The region of around three million people, many of them displaced by fighting in other areas, is one of the last holdouts of opposition fighting against the forces of Syrian President Bashar al-Assad.
The Hayat Tahrir al-Sham alliance led by Al-Qaeda's former Syria affiliate controls most of Idlib as well as parts of neighbouring Aleppo and Latakia provinces.
The hotels “will open soon under the brand name of Louvres Hotels Group,” the company, which is owned by China's Jin
Jiang, said in a statement.
Louvre Hotels Group said the deal was signed between Syria's Nazha Investment Group and “a partner with whom Louvre Hotels cooperates in the Middle East”.
The exact number of people killed in Syria's war is unknown but hundreds of thousands have died.
Several dozen medical facilities with links to the UN have been damaged or destroyed by bombs this year.
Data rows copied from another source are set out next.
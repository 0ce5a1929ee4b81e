//! Push subscription and preference service for Web Push.

use std::collections::BTreeSet;

use base64::{Engine, engine::general_purpose::URL_SAFE_NO_PAD};
use campus_common::config::PushConfig;
use campus_common::{AppError, AppResult};
use campus_db::entities::push_subscription;
use campus_db::repositories::{PushSubscriptionRepository, UserPushPreferenceRepository};
use chrono::Utc;
use sea_orm::Set;
use serde::{Deserialize, Serialize};
use validator::{Validate, ValidationError};

/// Length of an uncompressed P-256 public key.
const P256DH_LEN: usize = 65;
/// Length of the push auth secret.
const AUTH_SECRET_LEN: usize = 16;
/// Longest accepted topic name.
const MAX_TOPIC_LEN: usize = 64;

/// Configuration for VAPID (Voluntary Application Server Identification).
#[derive(Debug, Clone)]
pub struct VapidConfig {
    /// Public key (base64 URL-safe encoded)
    pub public_key: String,
}

impl From<&PushConfig> for VapidConfig {
    fn from(config: &PushConfig) -> Self {
        Self {
            public_key: config.vapid_public_key.clone(),
        }
    }
}

/// Encryption keys of a browser push subscription.
#[derive(Debug, Clone, Deserialize, Validate)]
pub struct SubscriptionKeysInput {
    /// P256DH public key (base64 URL-safe encoded)
    #[validate(length(min = 1))]
    pub p256dh: String,
    /// Auth secret (base64 URL-safe encoded)
    #[validate(length(min = 1))]
    pub auth: String,
}

/// A browser push subscription as produced by `PushSubscription.toJSON()`.
#[derive(Debug, Clone, Deserialize, Validate)]
#[serde(rename_all = "camelCase")]
pub struct CreateSubscriptionInput {
    /// Push service endpoint URL
    #[validate(url)]
    pub endpoint: String,
    /// Expiration time in epoch millis, if the push service set one
    #[serde(default)]
    pub expiration_time: Option<i64>,
    /// Encryption keys
    #[validate(nested)]
    pub keys: SubscriptionKeysInput,
}

/// Body of `POST /push/subscribe`.
#[derive(Debug, Clone, Deserialize, Validate)]
#[serde(rename_all = "camelCase")]
pub struct SubscribeInput {
    /// Subscription handle forwarded by the browser
    #[validate(nested)]
    pub subscription: CreateSubscriptionInput,
    /// Topics the device should receive
    #[serde(default)]
    #[validate(length(max = 32), custom(function = "validate_topic_names"))]
    pub topics: Vec<String>,
    /// User the subscription is bound to
    #[validate(length(min = 1))]
    pub user_id: String,
}

fn validate_topic_names(topics: &[String]) -> Result<(), ValidationError> {
    if topics
        .iter()
        .all(|t| !t.trim().is_empty() && t.len() <= MAX_TOPIC_LEN)
    {
        Ok(())
    } else {
        Err(ValidationError::new("topic_name"))
    }
}

/// Push subscription response.
#[derive(Debug, Serialize)]
#[serde(rename_all = "camelCase")]
pub struct PushSubscriptionResponse {
    /// Subscription ID
    pub id: String,
    /// Endpoint URL (partially masked for security)
    pub endpoint: String,
    /// Subscribed topics
    pub topics: Vec<String>,
    /// Created timestamp
    pub created_at: String,
}

/// Push preference of a user.
#[derive(Debug, Clone, PartialEq, Eq, Serialize)]
#[serde(rename_all = "camelCase")]
pub struct PushPreferenceResponse {
    /// Whether the user has push enabled
    pub push_enabled: bool,
    /// Union of the topics of the user's devices
    pub topics: Vec<String>,
}

/// Push subscription service.
#[derive(Clone)]
pub struct PushService {
    subscription_repo: PushSubscriptionRepository,
    preference_repo: UserPushPreferenceRepository,
    vapid_config: Option<VapidConfig>,
}

impl PushService {
    /// Create a new push service.
    #[must_use]
    pub const fn new(
        subscription_repo: PushSubscriptionRepository,
        preference_repo: UserPushPreferenceRepository,
        vapid_config: Option<VapidConfig>,
    ) -> Self {
        Self {
            subscription_repo,
            preference_repo,
            vapid_config,
        }
    }

    /// Check if push notifications are configured.
    #[must_use]
    pub const fn is_enabled(&self) -> bool {
        self.vapid_config.is_some()
    }

    /// VAPID public key handed to browsers as the application server key.
    pub fn public_key(&self) -> AppResult<&str> {
        self.vapid_config
            .as_ref()
            .map(|c| c.public_key.as_str())
            .ok_or_else(|| AppError::Unavailable("Push notifications not configured".to_string()))
    }

    /// Store a device subscription for `user_id`.
    ///
    /// A known endpoint is rebound to the calling user with fresh keys and
    /// topics; a browser only ever holds one subscription per origin. A
    /// previous owner left without devices has their preference turned off.
    pub async fn register(
        &self,
        user_id: &str,
        input: SubscribeInput,
        user_agent: Option<String>,
    ) -> AppResult<PushSubscriptionResponse> {
        input.validate()?;

        if input.user_id != user_id {
            return Err(AppError::Forbidden(
                "Cannot register a subscription for another user".to_string(),
            ));
        }

        let subscription = input.subscription;
        validate_endpoint(&subscription.endpoint)?;
        validate_key(&subscription.keys.p256dh, P256DH_LEN, "p256dh")?;
        validate_key(&subscription.keys.auth, AUTH_SECRET_LEN, "auth")?;
        if decode_key(&subscription.keys.p256dh).first() != Some(&0x04) {
            return Err(AppError::Validation(
                "p256dh must be an uncompressed P-256 point".to_string(),
            ));
        }

        let topics: Vec<String> = input
            .topics
            .iter()
            .map(|t| t.trim().to_string())
            .collect::<BTreeSet<_>>()
            .into_iter()
            .collect();
        let now = Utc::now();

        if let Some(existing) = self
            .subscription_repo
            .find_by_endpoint(&subscription.endpoint)
            .await?
        {
            let previous_user_id = existing.user_id.clone();
            if previous_user_id != user_id {
                tracing::info!(
                    subscription_id = %existing.id,
                    previous_user_id = %previous_user_id,
                    user_id = %user_id,
                    "Rebinding push subscription to new user"
                );
            }

            let mut active: push_subscription::ActiveModel = existing.into();
            active.user_id = Set(user_id.to_string());
            active.p256dh = Set(subscription.keys.p256dh);
            active.auth = Set(subscription.keys.auth);
            active.topics = Set(serde_json::json!(topics));
            active.expiration_time = Set(subscription.expiration_time);
            active.user_agent = Set(user_agent);
            active.updated_at = Set(Some(now.into()));

            let updated = self.subscription_repo.update(active).await?;
            if previous_user_id != user_id {
                self.disable_if_no_devices(&previous_user_id).await?;
            }
            return Ok(to_response(updated));
        }

        let model = push_subscription::ActiveModel {
            id: Set(crate::generate_id()),
            user_id: Set(user_id.to_string()),
            endpoint: Set(subscription.endpoint),
            p256dh: Set(subscription.keys.p256dh),
            auth: Set(subscription.keys.auth),
            topics: Set(serde_json::json!(topics)),
            expiration_time: Set(subscription.expiration_time),
            user_agent: Set(user_agent),
            created_at: Set(now.into()),
            updated_at: Set(None),
        };

        let created = self.subscription_repo.create(model).await?;
        tracing::debug!(subscription_id = %created.id, user_id = %user_id, "Push subscription registered");
        Ok(to_response(created))
    }

    /// Remove a device subscription by endpoint URL.
    ///
    /// Removing the user's last device turns the preference off.
    pub async fn unregister_by_endpoint(&self, user_id: &str, endpoint: &str) -> AppResult<()> {
        let Some(subscription) = self.subscription_repo.find_by_endpoint(endpoint).await? else {
            return Err(AppError::NotFound("Subscription not found".to_string()));
        };

        if subscription.user_id != user_id {
            return Err(AppError::Forbidden(
                "You don't own this subscription".to_string(),
            ));
        }

        self.subscription_repo.delete(&subscription.id).await?;
        self.disable_if_no_devices(user_id).await
    }

    async fn disable_if_no_devices(&self, user_id: &str) -> AppResult<()> {
        if self.subscription_repo.count_by_user(user_id).await? == 0
            && self
                .preference_repo
                .find(user_id)
                .await?
                .is_some_and(|p| p.push_enabled)
        {
            self.preference_repo.upsert(user_id, false).await?;
            tracing::info!(user_id = %user_id, "Last push device removed, preference disabled");
        }
        Ok(())
    }

    /// Current push preference. Users without a record read as disabled.
    pub async fn preference(&self, user_id: &str) -> AppResult<PushPreferenceResponse> {
        let push_enabled = self
            .preference_repo
            .find(user_id)
            .await?
            .is_some_and(|p| p.push_enabled);

        let topics: BTreeSet<String> = self
            .subscription_repo
            .find_by_user_id(user_id)
            .await?
            .iter()
            .flat_map(push_subscription::Model::topic_list)
            .collect();

        Ok(PushPreferenceResponse {
            push_enabled,
            topics: topics.into_iter().collect(),
        })
    }

    /// Flip the push preference.
    ///
    /// Enabling requires at least one registered device subscription.
    pub async fn set_preference(
        &self,
        user_id: &str,
        enabled: bool,
    ) -> AppResult<PushPreferenceResponse> {
        if enabled && self.subscription_repo.count_by_user(user_id).await? == 0 {
            return Err(AppError::Conflict(
                "No push subscription registered for this user".to_string(),
            ));
        }

        self.preference_repo.upsert(user_id, enabled).await?;
        tracing::debug!(user_id = %user_id, enabled, "Push preference updated");

        self.preference(user_id).await
    }
}

fn validate_endpoint(endpoint: &str) -> AppResult<()> {
    let url = url::Url::parse(endpoint)
        .map_err(|e| AppError::Validation(format!("Invalid endpoint: {e}")))?;
    if url.scheme() != "https" {
        return Err(AppError::Validation(
            "Push endpoint must use https".to_string(),
        ));
    }
    Ok(())
}

fn decode_key(value: &str) -> Vec<u8> {
    URL_SAFE_NO_PAD
        .decode(value.trim_end_matches('='))
        .unwrap_or_default()
}

fn validate_key(value: &str, expected_len: usize, name: &str) -> AppResult<()> {
    if decode_key(value).len() == expected_len {
        Ok(())
    } else {
        Err(AppError::Validation(format!(
            "{name} must be {expected_len} bytes of base64url"
        )))
    }
}

/// Convert model to response.
fn to_response(model: push_subscription::Model) -> PushSubscriptionResponse {
    let topics = model.topic_list();

    // Mask the endpoint for security (show only domain)
    let masked_endpoint = url::Url::parse(&model.endpoint)
        .ok()
        .and_then(|u| u.host_str().map(|h| format!("https://{h}/***/")))
        .unwrap_or_else(|| "***".to_string());

    PushSubscriptionResponse {
        id: model.id,
        endpoint: masked_endpoint,
        topics,
        created_at: model.created_at.to_rfc3339(),
    }
}
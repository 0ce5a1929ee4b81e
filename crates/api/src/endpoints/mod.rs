//! API endpoints.

mod push;
mod users;

use axum::Router;

use crate::middleware::AppState;

/// Create the API router.
pub fn router() -> Router<AppState> {
    Router::new()
        .nest("/push", push::router())
        .nest("/users", users::router())
}
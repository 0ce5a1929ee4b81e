//! HTTP API layer for campus push notifications.
//!
//! - **Endpoints**: VAPID key, device subscriptions, per-user preference
//! - **Extractors**: cookie session authentication
//! - **Middleware**: session resolution, application state
//!
//! Built on Axum 0.8.

pub mod endpoints;
pub mod extractors;
pub mod middleware;

use axum::Router;

pub use endpoints::router;
pub use middleware::AppState;

/// Build the API application under `/api` with session authentication.
pub fn app(state: AppState) -> Router {
    Router::new()
        .nest("/api", router())
        .layer(axum::middleware::from_fn_with_state(
            state.clone(),
            middleware::auth_middleware,
        ))
        .with_state(state)
}
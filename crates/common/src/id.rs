//! ID and token generation utilities.

use base64::{Engine, engine::general_purpose::URL_SAFE_NO_PAD};
use rand::RngCore;
use sha2::{Digest, Sha256};
use ulid::Ulid;

/// Number of random bytes in a session token.
const TOKEN_BYTES: usize = 32;

/// ID generator for entities.
#[derive(Debug, Clone, Default)]
pub struct IdGenerator {
    _private: (),
}

impl IdGenerator {
    /// Create a new ID generator.
    #[must_use]
    pub const fn new() -> Self {
        Self { _private: () }
    }

    /// Generate a new ULID-based ID.
    ///
    /// ULIDs are:
    /// - Lexicographically sortable
    /// - Monotonically increasing within the same millisecond
    /// - Shorter than UUIDs when represented as strings
    #[must_use]
    pub fn generate(&self) -> String {
        Ulid::new().to_string().to_lowercase()
    }

    /// Generate a cryptographically secure random token (base64url, no padding).
    #[must_use]
    pub fn generate_token(&self) -> String {
        let mut bytes = [0u8; TOKEN_BYTES];
        rand::thread_rng().fill_bytes(&mut bytes);
        URL_SAFE_NO_PAD.encode(bytes)
    }
}

/// Hex-encoded SHA-256 digest of a token. Only digests are persisted.
#[must_use]
pub fn hash_token(token: &str) -> String {
    hex::encode(Sha256::digest(token.as_bytes()))
}
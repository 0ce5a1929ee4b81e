//! Create user_push_preference table.

use sea_orm_migration::prelude::*;

#[derive(DeriveMigrationName)]
pub struct Migration;

#[async_trait::async_trait]
impl MigrationTrait for Migration {
    async fn up(&self, manager: &SchemaManager) -> Result<(), DbErr> {
        manager
            .create_table(
                Table::create()
                    .table(UserPushPreference::Table)
                    .if_not_exists()
                    .col(
                        ColumnDef::new(UserPushPreference::UserId)
                            .string()
                            .not_null()
                            .primary_key(),
                    )
                    .col(
                        ColumnDef::new(UserPushPreference::PushEnabled)
                            .boolean()
                            .not_null()
                            .default(false),
                    )
                    .col(
                        ColumnDef::new(UserPushPreference::UpdatedAt)
                            .timestamp_with_time_zone()
                            .not_null(),
                    )
                    .to_owned(),
            )
            .await
    }

    async fn down(&self, manager: &SchemaManager) -> Result<(), DbErr> {
        manager
            .drop_table(Table::drop().table(UserPushPreference::Table).to_owned())
            .await
    }
}

#[derive(Iden)]
enum UserPushPreference {
    Table,
    UserId,
    PushEnabled,
    UpdatedAt,
}
//! Session entity for cookie authentication.

use sea_orm::entity::prelude::*;
use serde::{Deserialize, Serialize};

/// Browser session. The raw token only lives in the cookie; the table
/// stores its SHA-256 digest.
#[derive(Clone, Debug, PartialEq, Eq, DeriveEntityModel, Serialize, Deserialize)]
#[sea_orm(table_name = "session")]
pub struct Model {
    #[sea_orm(primary_key, auto_increment = false)]
    pub id: String,

    #[sea_orm(unique)]
    pub token_hash: String,

    #[sea_orm(indexed)]
    pub user_id: String,

    pub created_at: DateTimeWithTimeZone,

    pub expires_at: DateTimeWithTimeZone,
}

#[derive(Copy, Clone, Debug, EnumIter, DeriveRelation)]
pub enum Relation {}

impl ActiveModelBehavior for ActiveModel {}
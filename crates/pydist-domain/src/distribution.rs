//! The end product of translation: a local artifact with parsed metadata.

use std::path::PathBuf;

use pep440_rs::Version;

/// A resolved, installable distribution. Immutable once produced; only the
/// translator pipeline and the archive finders construct these.
#[derive(Clone, Debug, PartialEq)]
pub struct Distribution {
    /// Local path of the artifact (archive file or unpacked tree).
    pub location: PathBuf,
    /// Project name as recorded in the artifact's metadata.
    pub name: String,
    pub version: Version,
    /// Relative paths installed by this distribution, when the layout records
    /// them; empty otherwise.
    pub files: Vec<String>,
}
Russian has denied deliberately targeting civilian installations.
UN Secretary General Antonio Guterres on Friday said an internal inquiry would look into the bombing of hospitals in Syria which had previously flagged their coordinates to avoid air strikes.
“The deal is strictly in line with international law and all international directives regarding Syria,” the French company statement said.
According to the website, The Syria Report, it is the first agreement with a western hotel operator since 2011, when the devastating conflict began. Louvre Hotels Group was taken over by China's Jin Jiang in 2015 and it operates more than 1,500 hotels in 54 countries.